INTERVIEW DE MEZCLA
Après une grosse claque bien forte dans la gueule à l'écoute de l’excellent "Metalmorfosis" de Mezcla et une forte envie d'en savoir un peu plus et d'éclaircir des mystères peut-être mystiques, je me suis dit 'Tiens, si on se collait à interviewer le groupe?'. Transmission au boss de Music Records et hop, la voici, toute fraîche, rien que pour vous. Alexis, accompagné de Guillaume, Thibaud et Geoffroy ont courageusement affronté mes questions et apporté lumière et compréhension (hum... ça fait secte ça, non?). Ce soir, brûlez un cierge ou sifflez une bière à leur honneur! - Benoit
-
Bonjour à vous ! Comment ça va ? Bien et tout ? Bon, on va commencer par la traditionnelle présentation du groupe : qui, quand, où, pourquoi, avec qui, chez qui… Genre en concentré encyclopédique.
Alexis : Le
projet est né de la rencontre entre Geoffroy Garraut (guitare) et
moi-même, Alexis Munoz (chant/guitare), en 2003. Nous souhaitions
principalement faire des compositions dans un registre death metal
métissé avec du flamenco et beaucoup de mélodies. Des ennuis de
line-up ont entravé l'évolution du projet pendant plusieurs années
au cours desquelles bassistes et batteurs se sont succédés, pour
enfin trouver un équilibre en 2008. Il en découle un premier 4
titres intitulé « Hermanos de Sangre ». En 2011, sortie
de « Salir sin Pagar », un premier album suivit de
nombreux concerts. 2012 connaît un changement complet de la section
rythmique avec l’arrivée de Guillaume Poyet à la basse, et
Thibaud Fernel à la batterie ; puis la sortie d'un album
acoustique en 2014. Ce disque nous permet d'affirmer très clairement
nos influences hispaniques. Enfin un nouvel album de death metal
intitulé « Metalmorfosis » sort fin 2016, chez notre
label Music Records.
2- Pourquoi avoir choisi ce
nom ? La signification du mot (mélange, en français) fait
quand même peu metal comme nom. Ne serait-ce pas aussi un choix de
par la prononciation du mot qui le fait ? Ou est-ce simplement
pour faire simple et se démarquer des autres noms ?
Alexis :
Ta question contient une bonne partie des réponses. Le mot "mezcla"

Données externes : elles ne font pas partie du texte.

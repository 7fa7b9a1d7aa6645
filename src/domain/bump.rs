use crate::domain::SemanticVersion;
use std::fmt;

/// Magnitude of the version increment requested for a merge.
///
/// Variants are declared from least to most severe; the order is informational.
#[derive(Debug, Clone, Copy, PartialEq, Eq, PartialOrd, Ord, Hash)]
pub enum BumpKind {
    None,
    Patch,
    Minor,
    Major,
}

impl fmt::Display for BumpKind {
    fn fmt(&self, f: &mut fmt::Formatter<'_>) -> fmt::Result {
        match self {
            BumpKind::Major => write!(f, "major"),
            BumpKind::Minor => write!(f, "minor"),
            BumpKind::Patch => write!(f, "patch"),
            BumpKind::None => write!(f, "none"),
        }
    }
}

/// Applies a bump to a version.
///
/// - **Major**: major += 1, minor = 0, patch = 0
/// - **Minor**: minor += 1, patch = 0
/// - **Patch**: patch += 1
/// - **None**: the version is returned unchanged
///
/// Bumped versions are plain releases: pre-release and build metadata are
/// dropped and the textual form keeps the input's `v` prefix.
///
/// Components saturate at `u64::MAX`, so bumping a component already at the
/// ceiling returns an equal version; publishing it then fails with
/// `TagAlreadyExists`.
///
/// # Example
/// ```
/// # use semver_tag_on_merge::domain::{apply_bump, BumpKind, SemanticVersion};
/// let v = SemanticVersion::parse("v1.2.3").unwrap();
/// assert_eq!(apply_bump(&v, BumpKind::Minor).original(), "v1.3.0");
/// ```
pub fn apply_bump(version: &SemanticVersion, kind: BumpKind) -> SemanticVersion {
    let (major, minor, patch) = (version.major(), version.minor(), version.patch());
    let prefix = version.prefix();

    match kind {
        BumpKind::Major => SemanticVersion::release(prefix, major.saturating_add(1), 0, 0),
        BumpKind::Minor => SemanticVersion::release(prefix, major, minor.saturating_add(1), 0),
        BumpKind::Patch => SemanticVersion::release(prefix, major, minor, patch.saturating_add(1)),
        BumpKind::None => version.clone(),
    }
}

/// Outcome of the bump decision for one run
#[derive(Debug, Clone, PartialEq)]
pub struct BumpDecision {
    pub old_version: SemanticVersion,
    pub new_version: SemanticVersion,
    pub kind: BumpKind,
}

impl BumpDecision {
    /// Decide the next version for `old_version` under `kind`
    pub fn decide(old_version: SemanticVersion, kind: BumpKind) -> Self {
        let new_version = apply_bump(&old_version, kind);
        BumpDecision {
            old_version,
            new_version,
            kind,
        }
    }

    /// Whether a new tag has to be published
    pub fn is_bump(&self) -> bool {
        self.kind != BumpKind::None
    }
}
/// Fully-qualified prefix of the tag namespace
pub const TAG_REF_PREFIX: &str = "refs/tags/";

/// A tag in the repository and the object it points to
#[derive(Debug, Clone, PartialEq, Eq)]
pub struct TagReference {
    /// Short tag name (e.g. "v1.2.3")
    pub name: String,
    /// Hex id of the object the tag reference targets
    pub target: String,
}

impl TagReference {
    /// Create a new tag reference
    pub fn new(name: impl Into<String>, target: impl Into<String>) -> Self {
        TagReference {
            name: name.into(),
            target: target.into(),
        }
    }

    /// Fully-qualified reference name (e.g. "refs/tags/v1.2.3")
    pub fn ref_name(&self) -> String {
        tag_ref_name(&self.name)
    }
}

/// Fully-qualified reference name for a short tag name
pub fn tag_ref_name(name: &str) -> String {
    format!("{}{}", TAG_REF_PREFIX, name)
}

/// Refspec that pushes a local tag to the identically named remote tag
pub fn tag_refspec(name: &str) -> String {
    let reference = tag_ref_name(name);
    format!("{}:{}", reference, reference)
}

#[cfg(test)]
mod tests {
    use super::*;

    #[test]
    fn test_tag_reference_new() {
        let tag = TagReference::new("v1.2.3", "0a3f8c25");
        assert_eq!(tag.name, "v1.2.3");
        assert_eq!(tag.target, "0a3f8c25");
    }

    #[test]
    fn test_ref_name() {
        assert_eq!(TagReference::new("v1.2.3", "").ref_name(), "refs/tags/v1.2.3");
    }

    #[test]
    fn test_tag_refspec() {
        assert_eq!(tag_refspec("v1.2.3"), "refs/tags/v1.2.3:refs/tags/v1.2.3");
    }
}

se prononce effectivement facilement dans tous les pays et il est
court et se termine par une sonorité ouverte. Par ailleurs il n'a
pas de connotation stylistique ce qui nous permet de pouvoir intégrer
les influences que nous souhaitons sans en avoir de scrupule.
3- Tiens, d’ailleurs,
comment est venue cette idée de mixé flamenco et death ? Une
envie de pouvoir vous torturer les doigts tout en offrant une
approche peu usitée (ça claque comme phrase, hein!) dans le genre ?
Alexis:
Bien inspiré ! Ca claque plutôt bien ta formule. Cependant, cette
envie de mélange est venue tout à fait naturellement car je suis à
l'origine du projet et l'Espagne est le pays natal de ma mère. Par
conséquent, je maîtrise assez bien la langue castillane et j'ai
étudié le flamenco pendant plusieurs années.
4- A ma connaissance, le seul
autre groupe qui ose un mélange musique hispanique et death brutal,
c’est Impureza. Est-ce aussi une sorte d’hommage au groupe (sous
un angle très particulier), une façon de leur dire ‘Hé mecs,
vous n’êtes plus seuls !’ ou non, pas du tout, erreur de ma
part ? En plus, c’est assez couillon, je ne pipe pas un mot
d’espagnol...
Alexis:
Non, absolument pas. Impureza ne nous a jamais influencé d'aucune
façon. Ce n'est qu'après un de nos concerts en 2009 que j'ai appris
leur existence en parlant avec quelqu’un.
Thibaud :
C’est marrant on est rentré en contact il y a quelques temps, en
fait les deux formations se sont formées à peu près au même
moment mais ils ont décollés plus vite que nous. Donc coïncidence
pour le style, après le mélange metal/flamenco est tellement
intéressant que c’est pas étonnant qu’au moins deux groupes s’y
soient penchés. J’adore ce qu’ils font, c’est plus brutal que
Mezcla et le mélange metal/flamenco est peut-être plus évident à
l’oreille chez eux, mais pour l’instant on a fait le choix de
plus s’en servir comme d’une teinte et pas comme une véritable
fusion.
5- Comment faites-vous pour
construire les morceaux, le flamenco et le death étant fort éloignés
l’un de l’autre. Existe-t-il des liens totalement insoupçonnés
du commun des mortels ? Le flamenco ne véhiculerait-il pas des
idées ou des atmosphères pas si différentes que ça du death ?
Alexis:
Le flamenco et le death paraissent effectivement très éloignés.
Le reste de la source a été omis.